# What complexity class decision problems can be solved by only addition, multiplication, division and subtraction?

So in what complexity class would all decision problems in that class can be transformed into a problem (by many-one reduction) that its solution only involves basic arithmetic operation of multiplication, division, addition and subtraction?

So, like this: for every problem, there is input and output (we consider only those that halt) and my question is that is there any complexity class that all problems in the class can be transformed into a problem that involves only elementary arithmetic of the form of arithmetic function involving only arithmetic like $2^x+x^5/4-4x+2$ where $x$ is input coded as natural number.

• What do you mean by "it's solution involves..."? If you have addition modulu 2, and multiplication modulu 2, then you have a complete Boolean system, and technically you can do anything a circuit does. Please define the model more carefully. – Shaull Apr 12 '13 at 17:03
• Do you mean, for what $L \subset \mathbb{N}$, does there exist a rational function $f$, such that $f(x) = 1 \leftrightarrow x \in L$? – Karolis Juodelė Apr 12 '13 at 17:06
• @KarolisJuodelė - It sounds as though other functions are possible too, such as iterated fractions, perhaps. – Shaull Apr 12 '13 at 17:42
• this is not well defined unless you add other constraints eg some kind of conditional logic, limits on size of formulas, etc – vzn Apr 12 '13 at 18:12
• So exponentiation is a basic arithmetic operation too? Or is that iteration? Give a complete list. Also, how do you encode the result? If $x \in L$ means $f(x) = 1$ then you'll get a different set of languages than if you chose it to mean $f(x) > 0$. – Karolis Juodelė Apr 13 '13 at 6:47

## 1 Answer

The question isn't exactly well-defined, but seems like a good/interesting question to me. I believe the answer you might be looking for is the class of Elementary Recursive functions. This class consists of almost exactly what you described: Problems solvable by functions that can be written with only addition, subtraction, and multiplication of integers. (Except, we also require a zero function and a "projection" function that outputs one of the inputs.)

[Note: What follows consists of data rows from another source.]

//! User types
//!
//! Users are owned by the web application; the reminder service only reads
//! the fields it needs to address and greet the recipient.

use serde::{Deserialize, Serialize};

/// Owner of a task, as resolved by the task store join
#[derive(Debug, Clone, PartialEq, Eq, Serialize, Deserialize)]
pub struct User {
    pub id: String,
    pub email: Option<String>,
    pub first_name: Option<String>,
    pub last_name: Option<String>,
}

impl User {
    /// Trimmed email address, or `None` when missing or blank.
    pub fn reachable_email(&self) -> Option<&str> {
        self.email.as_deref().map(str::trim).filter(|email| !email.is_empty())
    }

    /// Name used in greetings. Empty when the user has no first name.
    pub fn greeting_name(&self) -> &str {
        self.first_name.as_deref().map(str::trim).unwrap_or_default()
    }
}
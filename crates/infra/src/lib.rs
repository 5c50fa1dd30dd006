//! # Duebell Infrastructure
//!
//! Infrastructure implementations of the reminder ports.
//!
//! This crate contains:
//! - SQLite task store and reminder ledger (r2d2 pool)
//! - Mail transports (HTTP JSON API, dry-run log)
//! - Configuration loading and validation
//! - The cron scheduler that drives reminder ticks
//!
//! ## Architecture
//! - Implements traits defined in `duebell-core`
//! - Contains all "impure" code (I/O, network, timers)

pub mod config;
pub mod database;
pub mod errors;
pub mod http;
pub mod instance_lock;
pub mod mail;
pub mod observability;
pub mod scheduling;

// Re-export commonly used items
pub use database::{DbManager, SqliteReminderLedger, SqliteTaskStore};
pub use errors::InfraError;
pub use http::HttpClient;
pub use instance_lock::InstanceLock;
pub use mail::{build_transport, HttpMailTransport, LogMailTransport};
pub use observability::metrics::ReminderMetrics;
pub use scheduling::{ReminderScheduler, ReminderSchedulerConfig, SchedulerError};
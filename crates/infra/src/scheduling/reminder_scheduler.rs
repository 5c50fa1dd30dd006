//! Cron-driven reminder scheduler.
//!
//! Wraps a `tokio-cron-scheduler` job that runs one reminder tick per firing.
//! Join handles are tracked, cancellation is explicit, and every lifecycle
//! step and job run is bounded by a timeout.
//!
//! # Example
//!
//! ```no_run
//! use std::sync::Arc;
//!
//! use duebell_core::ReminderService;
//! use duebell_infra::observability::metrics::ReminderMetrics;
//! use duebell_infra::scheduling::{ReminderScheduler, ReminderSchedulerConfig, SchedulerResult};
//!
//! # async fn example(service: Arc<ReminderService>) -> SchedulerResult<()> {
//! let metrics = Arc::new(ReminderMetrics::new());
//! let mut scheduler =
//!     ReminderScheduler::new(ReminderSchedulerConfig::default(), service, metrics).await?;
//!
//! scheduler.start().await?;
//! // ... service runs ...
//! scheduler.stop().await?;
//! # Ok(())
//! # }
//! ```

use std::sync::Arc;
use std::time::Duration;

use async_trait::async_trait;
use duebell_core::{ReminderService, TickError, TickReport};
use duebell_domain::ReminderConfig;
use tokio::task::JoinHandle;
use tokio_cron_scheduler::{Job, JobScheduler};
use tokio_util::sync::CancellationToken;
use tracing::{debug, error, info, instrument, warn};
use uuid::Uuid;

use crate::observability::log_metric;
use crate::observability::metrics::ReminderMetrics;
use crate::scheduling::error::{SchedulerError, SchedulerResult};

/// Work executed on each cron firing.
#[async_trait]
pub trait ReminderJob: Send + Sync {
    async fn run(&self) -> Result<TickReport, TickError>;
}

#[async_trait]
impl ReminderJob for ReminderService {
    async fn run(&self) -> Result<TickReport, TickError> {
        self.run_tick().await
    }
}

#[derive(Debug, Clone)]
pub struct ReminderSchedulerConfig {
    /// Six-field cron expression (seconds first)
    pub cron_expression: String,
    /// Upper bound for one tick
    pub job_timeout: Duration,
    pub start_timeout: Duration,
    pub stop_timeout: Duration,
    /// Timeout for awaiting the monitor task join handle
    pub join_timeout: Duration,
}

impl Default for ReminderSchedulerConfig {
    fn default() -> Self {
        Self::from(&ReminderConfig::default())
    }
}

impl From<&ReminderConfig> for ReminderSchedulerConfig {
    fn from(config: &ReminderConfig) -> Self {
        Self {
            cron_expression: config.tick_cron.clone(),
            job_timeout: config.job_timeout(),
            start_timeout: Duration::from_secs(5),
            stop_timeout: Duration::from_secs(5),
            join_timeout: Duration::from_secs(5),
        }
    }
}

/// Reminder scheduler with explicit lifecycle management.
///
/// The underlying `JobScheduler` is rebuilt after each stop so the scheduler
/// can be restarted.
pub struct ReminderScheduler {
    scheduler: Option<JobScheduler>,
    config: ReminderSchedulerConfig,
    job_id: Uuid,
    monitor_handle: Option<JoinHandle<()>>,
    cancellation: CancellationToken,
    metrics: Arc<ReminderMetrics>,
    job: Arc<dyn ReminderJob>,
}
//! Due-date reminders
//!
//! A tick captures `now`, asks the [`TaskStore`](ports::TaskStore) for
//! in-progress tasks due within `[now, now + lookahead]`, re-checks each one
//! against the [eligibility](eligibility) rules and dispatches a rendered
//! email per eligible task through the
//! [`NotificationTransport`](ports::NotificationTransport). Sent reminders
//! are written to the [`ReminderLedger`](ports::ReminderLedger) so later
//! ticks do not repeat them.

pub mod eligibility;
pub mod error;
pub mod ports;
pub mod render;
pub mod report;
pub mod service;
pub mod throttle;

pub use eligibility::{evaluate, Candidate};
pub use error::{SkipReason, TickError};
pub use render::ReminderRenderer;
pub use report::{DispatchedReminder, FailedDispatch, SkippedTask, TickReport};
pub use service::{ReminderService, ReminderServiceConfig};
pub use throttle::DispatchThrottle;
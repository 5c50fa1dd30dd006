//! Development automation tasks for the Duebell workspace.
//!
//! Run with: `cargo xtask <command>`
//!
//! This is a CLI tool for developers, so `println!` and `eprintln!` are
//! used for user-facing output rather than structured logging.

#![allow(clippy::print_stdout, clippy::print_stderr)]

use std::env;
use std::process::{Command, ExitCode};

use anyhow::{anyhow, Context};

mod packages;

fn main() -> ExitCode {
    let task = env::args().nth(1);

    let result = match task.as_deref() {
        Some("ci") => run_ci(),
        Some("fmt") => run_fmt(),
        Some("clippy") => run_clippy(),
        Some("test") => run_test(),
        Some("deny") => run_deny(),
        Some("audit") => run_audit(),
        Some("check-packages") => packages::check_packages(),
        Some("check-config") => run_check_config(env::args().nth(2)),
        Some("help") | None => {
            print_help();
            Ok(())
        }
        Some(unknown) => {
            eprintln!("Unknown task: {unknown}");
            eprintln!();
            print_help();
            Err(anyhow::anyhow!("Unknown task"))
        }
    };

    match result {
        Ok(()) => ExitCode::SUCCESS,
        Err(e) => {
            eprintln!("Task failed: {e}");
            ExitCode::FAILURE
        }
    }
}

fn print_help() {
    println!("Duebell Development Tasks");
    println!();
    println!("USAGE:");
    println!("    cargo xtask <TASK>");
    println!();
    println!("TASKS:");
    println!("    ci              Run all CI checks (fmt, clippy, packages, test, deny, audit)");
    println!("    fmt             Check Rust code formatting");
    println!("    clippy          Run Clippy lints");
    println!("    test            Run all tests");
    println!("    check-packages  Verify every duebell crate compiles on its own");
    println!("    check-config    Validate a daemon config file: check-config <path>");
    println!("    deny            Check dependencies with cargo-deny");
    println!("    audit           Audit dependencies for security vulnerabilities");
    println!("    help            Show this help message");
}

/// Run all CI checks in sequence
fn run_ci() -> anyhow::Result<()> {
    println!("==> Running CI checks...\n");

    println!("==> Step 1/6: Checking Rust format...");
    run_fmt()?;

    println!("\n==> Step 2/6: Running Clippy...");
    run_clippy()?;

    println!("\n==> Step 3/6: Checking packages in isolation...");
    packages::check_packages()?;

    println!("\n==> Step 4/6: Running tests...");
    run_test()?;

    println!("\n==> Step 5/6: Checking dependencies...");
    run_deny()?;

    println!("\n==> Step 6/6: Auditing dependencies...");
    run_audit()?;

    println!("\n✓ All CI checks passed!");
    Ok(())
}

/// Check Rust code formatting
fn run_fmt() -> anyhow::Result<()> {
    let status = Command::new("cargo").args(["fmt", "--all", "--", "--check"]).status()?;

    if !status.success() {
        anyhow::bail!("Format check failed. Run 'cargo fmt --all' to fix.");
    }

    Ok(())
}

/// Run Clippy lints
fn run_clippy() -> anyhow::Result<()> {
    let status = Command::new("cargo")
        .args(["clippy", "--workspace", "--all-targets", "--", "-D", "warnings"])
        .status()?;

    if status.success() {
        Ok(())
    } else {
        Err(anyhow!("Clippy run failed. See output above."))
    }
}

/// Run all workspace tests
fn run_test() -> anyhow::Result<()> {
    let status = Command::new("cargo").args(["test", "--workspace"]).status()?;

    if !status.success() {
        anyhow::bail!("Tests failed");
    }

    Ok(())
}

/// Validate a config file by running `duebell check` against it.
fn run_check_config(path: Option<String>) -> anyhow::Result<()> {
    let path = path.ok_or_else(|| anyhow!("usage: cargo xtask check-config <path>"))?;

    let status = Command::new("cargo")
        .args(["run", "--quiet", "-p", "duebell-daemon", "--", "check", "--config", &path])
        .status()
        .context("Failed to run duebell check")?;

    if !status.success() {
        anyhow::bail!("Config file {path} is invalid");
    }

    Ok(())
}

/// Check dependencies with cargo-deny
fn run_deny() -> anyhow::Result<()> {
    let check_installed = Command::new("cargo").args(["deny", "--version"]).output();

    if check_installed.is_err() || !check_installed.as_ref().is_ok_and(|o| o.status.success()) {
        eprintln!("cargo-deny is not installed.");
        eprintln!("Install it with: cargo install cargo-deny");
        anyhow::bail!("cargo-deny not found");
    }

    let status = Command::new("cargo").args(["deny", "check"]).status()?;

    if !status.success() {
        anyhow::bail!("cargo-deny found issues");
    }

    Ok(())
}

/// Audit dependencies for security vulnerabilities
fn run_audit() -> anyhow::Result<()> {
    let check_installed = Command::new("cargo").args(["audit", "--version"]).output();

    if check_installed.is_err() || !check_installed.as_ref().is_ok_and(|o| o.status.success()) {
        eprintln!("cargo-audit is not installed.");
        eprintln!("Install it with: cargo install cargo-audit");
        anyhow::bail!("cargo-audit not found");
    }

    let status = Command::new("cargo").args(["audit"]).status()?;

    if !status.success() {
        anyhow::bail!("cargo-audit found vulnerabilities");
    }

    Ok(())
}
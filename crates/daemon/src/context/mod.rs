//! Application context - dependency injection container

use std::path::{Path, PathBuf};
use std::sync::Arc;
use std::time::Duration;

use duebell_core::{
    ReminderLedger, ReminderRenderer, ReminderService, ReminderServiceConfig, TaskStore,
};
use duebell_domain::constants::DEFAULT_MAIL_FROM;
use duebell_domain::{Config, DuebellError, Result};
use duebell_infra::config::validate;
use duebell_infra::scheduling::ReminderJob;
use duebell_infra::{
    build_transport, DbManager, InstanceLock, ReminderMetrics, ReminderScheduler,
    ReminderSchedulerConfig, SqliteReminderLedger, SqliteTaskStore,
};

/// Upper bound for the startup health check
const HEALTH_CHECK_TIMEOUT: Duration = Duration::from_secs(10);

/// Application context - holds the wired services
pub struct AppContext {
    pub config: Config,
    pub db: Arc<DbManager>,
    pub store: Arc<dyn TaskStore>,
    pub service: Arc<ReminderService>,
    pub metrics: Arc<ReminderMetrics>,
}

impl AppContext {
    /// Validate `config`, open and migrate the database, and build the
    /// reminder service on top of the configured transport.
    ///
    /// # Errors
    /// `Config` for invalid settings, `Database` if the store cannot be
    /// opened or migrated.
    pub fn new(config: Config) -> Result<Self> {
        validate(&config)?;

        let db = Arc::new(DbManager::from_config(&config.database)?);
        db.run_migrations()?;

        let store: Arc<dyn TaskStore> = Arc::new(SqliteTaskStore::new(Arc::clone(&db)));
        let ledger: Arc<dyn ReminderLedger> = Arc::new(SqliteReminderLedger::new(Arc::clone(&db)));
        let transport = build_transport(&config.mail, config.reminder.dispatch_timeout())?;

        let sender = config.mail.sender().unwrap_or(DEFAULT_MAIL_FROM);
        let renderer = ReminderRenderer::new(
            sender,
            &config.reminder.display_timezone,
            config.reminder.app_url.clone(),
        )?;

        let service = Arc::new(ReminderService::new(
            ReminderServiceConfig::from(&config.reminder),
            renderer,
            Arc::clone(&store),
            transport,
            ledger,
        ));

        tracing::info!(
            db_path = %db.path().display(),
            transport = service.transport_name(),
            sender,
            lookahead_minutes = config.reminder.lookahead_minutes,
            "Application context initialised"
        );

        Ok(Self { config, db, store, service, metrics: Arc::new(ReminderMetrics::new()) })
    }

    /// Fail fast when the task store cannot answer a trivial query.
    pub async fn health_check(&self) -> Result<()> {
        tokio::time::timeout(HEALTH_CHECK_TIMEOUT, self.store.health_check())
            .await
            .map_err(|_| {
                tracing::error!(timeout_secs = HEALTH_CHECK_TIMEOUT.as_secs(), "Health check timed out");
                DuebellError::Database(format!(
                    "health check timed out after {}s",
                    HEALTH_CHECK_TIMEOUT.as_secs()
                ))
            })?
    }

    /// Build the cron scheduler around the reminder service. The scheduler
    /// is returned stopped.
    pub async fn create_reminder_scheduler(&self) -> Result<ReminderScheduler> {
        let job: Arc<dyn ReminderJob> = self.service.clone();
        let config = ReminderSchedulerConfig::from(&self.config.reminder);

        ReminderScheduler::new(config, job, Arc::clone(&self.metrics)).await.map_err(|err| {
            tracing::error!(error = %err, "failed to construct ReminderScheduler");
            DuebellError::from(err)
        })
    }
}

/// Take the single-instance lock for the database named in `config`.
/// Held by every command that sends reminders (`run` and `tick`).
pub fn acquire_instance_lock(config: &Config) -> Result<InstanceLock> {
    let lock_dir = lock_dir_for(Path::new(&config.database.path));
    InstanceLock::acquire(&lock_dir).map_err(|err| {
        tracing::error!(lock_dir = %lock_dir.display(), error = %err, "Instance lock unavailable");
        err
    })
}

/// Directory for the PID file: the one holding the database file, or `.`
/// for a bare file name.
pub fn lock_dir_for(db_path: &Path) -> PathBuf {
    match db_path.parent() {
        Some(parent) if !parent.as_os_str().is_empty() => parent.to_path_buf(),
        _ => PathBuf::from("."),
    }
}
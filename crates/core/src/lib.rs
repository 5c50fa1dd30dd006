//! # Duebell Core
//!
//! Pure reminder logic - no infrastructure dependencies.
//!
//! This crate contains:
//! - Port/adapter interfaces (task store, transport, ledger, clock)
//! - Eligibility rules and the notification renderer
//! - The `ReminderService` tick and its report
//!
//! ## Architecture Principles
//! - Only depends on `duebell-domain`
//! - No database, HTTP, or platform code
//! - All external dependencies via traits
//! - Pure, testable business logic

pub mod reminder;

// Re-export specific items to avoid ambiguity
pub use reminder::ports::{
    Clock, NotificationTransport, ReminderLedger, SystemClock, TaskStore,
};
pub use reminder::{
    DispatchThrottle, ReminderRenderer, ReminderService, ReminderServiceConfig, SkipReason,
    TickError, TickReport,
};
//! Command-line arguments

use std::path::PathBuf;

use anyhow::{anyhow, bail};

#[derive(Debug, Clone, Copy, PartialEq, Eq, Default)]
pub enum Command {
    /// Run the cron scheduler until interrupted
    #[default]
    Run,
    /// Run a single tick and print its report
    Tick,
    /// Validate configuration and storage, then print the effective config
    Check,
    Help,
}

#[derive(Debug, Clone, PartialEq, Eq, Default)]
pub struct Cli {
    pub command: Command,
    pub config_path: Option<PathBuf>,
}

impl Cli {
    /// Parse arguments, excluding the program name.
    ///
    /// # Errors
    /// Unknown commands or flags, a second command, or `--config` without a
    /// value.
    pub fn parse_from<I>(args: I) -> anyhow::Result<Self>
    where
        I: IntoIterator<Item = String>,
    {
        let mut cli = Self::default();
        let mut command = None;
        let mut args = args.into_iter();

        while let Some(arg) = args.next() {
            match arg.as_str() {
                "--config" | "-c" => {
                    let value = args.next().ok_or_else(|| anyhow!("{arg} requires a path"))?;
                    cli.config_path = Some(PathBuf::from(value));
                }
                flag if flag.starts_with("--config=") => {
                    cli.config_path = Some(PathBuf::from(&flag["--config=".len()..]));
                }
                "--help" | "-h" | "help" => command = Some(Command::Help),
                "run" | "tick" | "check" => {
                    if command.is_some() {
                        bail!("only one command may be given, got extra '{arg}'");
                    }
                    command = Some(match arg.as_str() {
                        "tick" => Command::Tick,
                        "check" => Command::Check,
                        _ => Command::Run,
                    });
                }
                other => bail!("unknown argument: {other}"),
            }
        }

        cli.command = command.unwrap_or_default();
        Ok(cli)
    }
}

pub const USAGE: &str = "\
duebell - due-date reminder service

USAGE:
    duebell [COMMAND] [--config <PATH>]

COMMANDS:
    run      Start the reminder scheduler (default)
    tick     Run one reminder tick and print the report as JSON
    check    Validate config and database, print the effective config
    help     Show this help message

OPTIONS:
    -c, --config <PATH>  TOML or JSON config file; otherwise DUEBELL_* env
                         vars or duebell.toml next to the binary are used

ENVIRONMENT:
    RUST_LOG             Log filter (default: info)
    DUEBELL_LOG_FORMAT   'json' for structured output, otherwise human-readable
";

You can get more functions (the Primitive Recursive functions) by additionally allowing functions that call themselves (but are guaranteed to terminate). Finally, you can get the class of all Turing-computable functions by introducing a minimization operator: find the minimum $x$ such that $f(x) = 0$.

Anyway, it turns out that $\mathsf{EXPTIME} \subsetneq \mathsf{ELEMENTARY}$, so it includes many (most?) problems that we'd usually consider interesting.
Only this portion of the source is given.